Fôra depois do jantar que o tio Joaquim me contára esta historia, a tarde estava muito amena, e o descair do dia ganhava os doces encantos da tristeza.
O que ouvira harmonisava-se com o que estava vendo: e a melancholia começou a tomar conta de mim. Propuz ao tio Joaquim um passeio até ao logar para espairecer. Saimos.
Á porta do boticario estava junta quasi toda a povoação; grande novidade ia pela botica. As velhas entravam, saiam, segredavam umas com as outras, levantavam os braços ao ar e voltavam para saber e contar novas coisas.
Conseguimos entrar e vêr o que tanto attrahia as attenções. O pobre Thomaz jazia banhado em sangue. Fôra encontrado cahido no fundo de uma trincheira, que andavam abrindo para o caminho de ferro, e quebrára a cabeça e os braços de encontro ás pedras que estavam em baixo.
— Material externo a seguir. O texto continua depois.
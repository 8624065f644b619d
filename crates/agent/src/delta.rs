// SPDX-License-Identifier: BUSL-1.1
// Copyright (c) 2026 Alfred Jean LLC

//! Diff successive pane captures into incremental output chunks.

use tfclaw_proto::tailcap::tail_cap;

/// Marker injected when a capture diverges from its predecessor.
pub const REDRAW_SENTINEL: &str = "[tmux redraw]";

/// Compute the chunk to stream for a capture transition.
///
/// - identical captures emit nothing;
/// - a first capture emits the full content;
/// - a capture that extends the previous one emits only the appended suffix;
/// - anything else is a redraw and emits the sentinel plus the new tail.
///
/// Emitted chunks are tail-capped to `max_chars`.
pub fn compute_delta(prev: &str, next: &str, max_chars: usize) -> Option<String> {
    if prev == next {
        return None;
    }
    if prev.is_empty() {
        return Some(tail_cap(next, max_chars).to_owned());
    }
    if let Some(suffix) = next.strip_prefix(prev) {
        return Some(tail_cap(suffix, max_chars).to_owned());
    }
    Some(format!("\n{REDRAW_SENTINEL}\n{}\n", tail_cap(next, max_chars)))
}

#[cfg(test)]
#[path = "delta_tests.rs"]
mod tests;
// SPDX-License-Identifier: BUSL-1.1
// Copyright (c) 2026 Alfred Jean LLC

//! The chat-platform boundary.
//!
//! The real messenger SDK lives outside this crate; the gateway only needs
//! send/delete/react/upload and a stream of inbound events.

use async_trait::async_trait;

/// One inbound chat message or event.
#[derive(Debug, Clone)]
pub struct ChatEvent {
    pub channel: String,
    pub chat_id: String,
    /// Platform message or event id, used for deduplication.
    pub message_id: String,
    pub user_id: String,
    pub text: String,
}

impl ChatEvent {
    /// Routing key: one interpreter session per `channel:chatId`.
    pub fn session_key(&self) -> String {
        format!("{}:{}", self.channel, self.chat_id)
    }
}

/// Outbound surface of the chat platform.
///
/// `send_message` returns the posted message's id so progress coalescing can
/// delete superseded messages. Platforms with true in-place edits can
/// implement `delete_message` as a no-op and edit in `send_message` instead;
/// the observable property is at most one current progress message.
#[async_trait]
pub trait ChatPlatform: Send + Sync {
    async fn send_message(
        &self,
        channel: &str,
        chat_id: &str,
        text: &str,
    ) -> anyhow::Result<String>;

    async fn delete_message(
        &self,
        channel: &str,
        chat_id: &str,
        message_id: &str,
    ) -> anyhow::Result<()>;

    async fn add_reaction(
        &self,
        channel: &str,
        chat_id: &str,
        message_id: &str,
        emoji: &str,
    ) -> anyhow::Result<()>;

    async fn send_image(
        &self,
        channel: &str,
        chat_id: &str,
        mime_type: &str,
        image_base64: &str,
        caption: &str,
    ) -> anyhow::Result<String>;
}
// SPDX-License-Identifier: BUSL-1.1
// Copyright (c) 2026 Alfred Jean LLC

//! Stdin/stdout chat platform for local testing.
//!
//! Each stdin line becomes one inbound event for a single synthetic chat;
//! outbound messages print to stdout with their ids so recalls are visible.

use std::sync::atomic::{AtomicU64, Ordering};

use async_trait::async_trait;
use tokio::io::AsyncBufReadExt;
use tokio::sync::mpsc;
use tokio_util::sync::CancellationToken;

use crate::chat::{ChatEvent, ChatPlatform};

const CHANNEL: &str = "stdio";
const CHAT_ID: &str = "local";

/// Console-backed [`ChatPlatform`].
pub struct StdioPlatform {
    next_id: AtomicU64,
}

impl StdioPlatform {
    pub fn new() -> Self {
        Self { next_id: AtomicU64::new(1) }
    }
}

impl Default for StdioPlatform {
    fn default() -> Self {
        Self::new()
    }
}

#[async_trait]
impl ChatPlatform for StdioPlatform {
    async fn send_message(
        &self,
        _channel: &str,
        _chat_id: &str,
        text: &str,
    ) -> anyhow::Result<String> {
        let id = self.next_id.fetch_add(1, Ordering::Relaxed);
        println!("[msg #{id}]\n{text}");
        Ok(id.to_string())
    }

    async fn delete_message(
        &self,
        _channel: &str,
        _chat_id: &str,
        message_id: &str,
    ) -> anyhow::Result<()> {
        println!("[recall #{message_id}]");
        Ok(())
    }

    async fn add_reaction(
        &self,
        _channel: &str,
        _chat_id: &str,
        _message_id: &str,
        _emoji: &str,
    ) -> anyhow::Result<()> {
        Ok(())
    }

    async fn send_image(
        &self,
        _channel: &str,
        _chat_id: &str,
        mime_type: &str,
        image_base64: &str,
        caption: &str,
    ) -> anyhow::Result<String> {
        let id = self.next_id.fetch_add(1, Ordering::Relaxed);
        println!("[image #{id}] {caption} ({mime_type}, {} b64 chars)", image_base64.len());
        Ok(id.to_string())
    }
}

/// Read stdin lines into chat events until EOF or shutdown.
pub fn spawn_stdin_events(tx: mpsc::UnboundedSender<ChatEvent>, shutdown: CancellationToken) {
    tokio::spawn(async move {
        let stdin = tokio::io::BufReader::new(tokio::io::stdin());
        let mut lines = stdin.lines();
        let mut seq = 0u64;
        loop {
            tokio::select! {
                _ = shutdown.cancelled() => break,
                line = lines.next_line() => {
                    match line {
                        Ok(Some(text)) => {
                            seq += 1;
                            let event = ChatEvent {
                                channel: CHANNEL.to_owned(),
                                chat_id: CHAT_ID.to_owned(),
                                message_id: format!("stdin-{seq}"),
                                user_id: "local".to_owned(),
                                text,
                            };
                            if tx.send(event).is_err() {
                                break;
                            }
                        }
                        Ok(None) => break,
                        Err(_) => break,
                    }
                }
            }
        }
    });
}
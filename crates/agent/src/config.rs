// SPDX-License-Identifier: BUSL-1.1
// Copyright (c) 2026 Alfred Jean LLC

use clap::Parser;

use crate::tmux::TmuxConfig;

/// Terminal-hosting node: exposes local tmux windows through a tfclaw relay.
#[derive(Debug, Clone, Parser)]
#[command(name = "tfclaw-agent", version, about)]
pub struct AgentConfig {
    /// Bearer token shared with the relay session.
    #[arg(long, env = "TFCLAW_TOKEN")]
    pub token: String,

    /// Relay WebSocket URL, including the upgrade path.
    #[arg(long, default_value = "ws://127.0.0.1:8787/ws", env = "TFCLAW_RELAY_URL")]
    pub relay_url: String,

    /// Stable agent identifier; defaults to the hostname.
    #[arg(long, env = "TFCLAW_AGENT_ID")]
    pub agent_id: Option<String>,

    /// Terminals created on first relay connect.
    #[arg(long, default_value_t = 1, env = "TFCLAW_START_TERMINALS")]
    pub start_terminals: u32,

    /// Working directory for new terminals when the client names none.
    #[arg(long, env = "TFCLAW_DEFAULT_CWD")]
    pub default_cwd: Option<String>,

    /// Per-terminal local output buffer cap, in characters.
    #[arg(long, default_value_t = 12_000, env = "TFCLAW_MAX_LOCAL_BUFFER")]
    pub max_local_buffer: usize,

    /// Multiplexer binary to drive.
    #[arg(long, default_value = "tmux", env = "TFCLAW_TMUX_COMMAND")]
    pub tmux_command: String,

    /// Extra arguments prepended to every multiplexer invocation
    /// (space-separated; e.g. "-L tfclaw" for an isolated server).
    #[arg(long, env = "TFCLAW_TMUX_BASE_ARGS")]
    pub tmux_base_args: Option<String>,

    /// Multiplexer session owned by this agent.
    #[arg(long, default_value = "tfclaw", env = "TFCLAW_TMUX_SESSION")]
    pub tmux_session: String,

    /// Rendered lines fetched per capture.
    #[arg(long, default_value_t = 300, env = "TFCLAW_TMUX_CAPTURE_LINES")]
    pub capture_lines: u32,

    /// Capture poll interval in milliseconds.
    #[arg(long, default_value_t = 250, env = "TFCLAW_TMUX_POLL_MS")]
    pub poll_ms: u64,

    /// Largest emitted output delta, in characters.
    #[arg(long, default_value_t = 4_000, env = "TFCLAW_TMUX_MAX_DELTA_CHARS")]
    pub max_delta_chars: usize,

    /// Hidden window that keeps the session alive.
    #[arg(long, default_value = "tfclaw-boot", env = "TFCLAW_TMUX_BOOTSTRAP_WINDOW")]
    pub bootstrap_window: String,

    /// Kill any prior session of the same name on startup.
    #[arg(
        long,
        default_value_t = true,
        env = "TFCLAW_TMUX_RESET_ON_BOOT",
        action = clap::ArgAction::Set
    )]
    pub reset_on_boot: bool,

    /// Leave the multiplexer session running on shutdown.
    #[arg(
        long,
        default_value_t = false,
        env = "TFCLAW_TMUX_PERSIST_SESSION_ON_SHUTDOWN",
        action = clap::ArgAction::Set
    )]
    pub persist_session_on_shutdown: bool,
}

impl AgentConfig {
    /// Validate the configuration after parsing.
    pub fn validate(&self) -> anyhow::Result<()> {
        if self.token.chars().count() < 8 {
            anyhow::bail!("TFCLAW_TOKEN must be at least 8 characters");
        }
        if !self.relay_url.starts_with("ws://") && !self.relay_url.starts_with("wss://") {
            anyhow::bail!("TFCLAW_RELAY_URL must be a ws:// or wss:// URL");
        }
        if self.poll_ms == 0 {
            anyhow::bail!("TFCLAW_TMUX_POLL_MS must be positive");
        }
        Ok(())
    }

    /// Resolved agent id: the configured one, else the hostname.
    pub fn effective_agent_id(&self) -> String {
        if let Some(ref id) = self.agent_id {
            return id.clone();
        }
        hostname().unwrap_or_else(|| format!("tfclaw-{}", std::process::id()))
    }

    /// Working directory for terminals: configured, else the process cwd.
    pub fn effective_cwd(&self) -> String {
        self.default_cwd.clone().unwrap_or_else(|| {
            std::env::current_dir()
                .map(|p| p.to_string_lossy().into_owned())
                .unwrap_or_else(|_| ".".to_owned())
        })
    }

    /// Relay URL with the role/token query appended.
    pub fn connect_url(&self) -> String {
        let sep = if self.relay_url.contains('?') { '&' } else { '?' };
        format!("{}{}role=agent&token={}", self.relay_url, sep, self.token)
    }

    /// Multiplexer sub-config handed to the driver.
    pub fn tmux_config(&self) -> TmuxConfig {
        TmuxConfig {
            command: self.tmux_command.clone(),
            base_args: self
                .tmux_base_args
                .as_deref()
                .map(|s| s.split_whitespace().map(str::to_owned).collect())
                .unwrap_or_default(),
            session: self.tmux_session.clone(),
            bootstrap_window: self.bootstrap_window.clone(),
        }
    }
}

pub(crate) fn hostname() -> Option<String> {
    std::process::Command::new("hostname")
        .output()
        .ok()
        .filter(|out| out.status.success())
        .map(|out| String::from_utf8_lossy(&out.stdout).trim().to_owned())
        .filter(|name| !name.is_empty())
}

#[cfg(test)]
#[path = "config_tests.rs"]
mod tests;
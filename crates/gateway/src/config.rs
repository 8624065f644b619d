// SPDX-License-Identifier: BUSL-1.1
// Copyright (c) 2026 Alfred Jean LLC

use std::time::Duration;

use clap::Parser;

/// Chat gateway: routes chat commands to a tfclaw agent through the relay.
#[derive(Debug, Clone, Parser)]
#[command(name = "tfclaw-gateway", version, about)]
pub struct GatewayConfig {
    /// Bearer token shared with the relay session.
    #[arg(long, env = "TFCLAW_TOKEN")]
    pub token: String,

    /// Relay WebSocket URL, including the upgrade path.
    #[arg(long, default_value = "ws://127.0.0.1:8787/ws", env = "TFCLAW_RELAY_URL")]
    pub relay_url: String,

    /// How long a forwarded command may run before the wait times out.
    #[arg(long, default_value_t = 86_400_000, env = "TFCLAW_COMMAND_RESULT_TIMEOUT_MS")]
    pub command_result_timeout_ms: u64,

    /// Delay before a superseded progress message is deleted.
    #[arg(long, default_value_t = 350, env = "TFCLAW_PROGRESS_RECALL_DELAY_MS")]
    pub progress_recall_delay_ms: u64,

    /// Timeout for a screen grab.
    #[arg(long, default_value_t = 20_000, env = "TFCLAW_CAPTURE_TIMEOUT_MS")]
    pub capture_timeout_ms: u64,

    /// Timeout for a capture-source listing.
    #[arg(long, default_value_t = 15_000, env = "TFCLAW_CAPTURE_LIST_TIMEOUT_MS")]
    pub capture_list_timeout_ms: u64,

    /// Comma-separated user-id allowlist. Unset admits everyone.
    #[arg(long, env = "TFCLAW_ALLOWED_USERS")]
    pub allowed_users: Option<String>,

    /// React to accepted commands with an acknowledging emoji.
    #[arg(
        long,
        default_value_t = true,
        env = "TFCLAW_REACT_ON_COMMAND",
        action = clap::ArgAction::Set
    )]
    pub react_on_command: bool,
}

impl GatewayConfig {
    /// Validate the configuration after parsing.
    pub fn validate(&self) -> anyhow::Result<()> {
        if self.token.chars().count() < 8 {
            anyhow::bail!("TFCLAW_TOKEN must be at least 8 characters");
        }
        if !self.relay_url.starts_with("ws://") && !self.relay_url.starts_with("wss://") {
            anyhow::bail!("TFCLAW_RELAY_URL must be a ws:// or wss:// URL");
        }
        Ok(())
    }

    /// Relay URL with the role/token query appended.
    pub fn connect_url(&self) -> String {
        let sep = if self.relay_url.contains('?') { '&' } else { '?' };
        format!("{}{}role=client&token={}", self.relay_url, sep, self.token)
    }

    pub fn command_timeout(&self) -> Duration {
        Duration::from_millis(self.command_result_timeout_ms)
    }

    pub fn recall_delay(&self) -> Duration {
        Duration::from_millis(self.progress_recall_delay_ms)
    }

    pub fn capture_timeout(&self) -> Duration {
        Duration::from_millis(self.capture_timeout_ms)
    }

    pub fn capture_list_timeout(&self) -> Duration {
        Duration::from_millis(self.capture_list_timeout_ms)
    }

    /// Parsed user allowlist; empty admits everyone.
    pub fn user_allowlist(&self) -> Vec<String> {
        self.allowed_users
            .as_deref()
            .map(|s| {
                s.split(',').map(str::trim).filter(|p| !p.is_empty()).map(str::to_owned).collect()
            })
            .unwrap_or_default()
    }
}

#[cfg(test)]
#[path = "config_tests.rs"]
mod tests;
Restava-lhe pouco tempo de vida.
O tio Joaquim approximou-se do moribundo, elle reconheceu-o logo e sorriu-lhe tristemente.
—O que foi isso, homem? perguntou-lhe o velho narrador.
—Acertei finalmente com a felicidade, não tarda; em pouco vou ser muito rico.
Pensaram que já estava tresvariado. O tio Joaquim, disse-lhe que socegasse.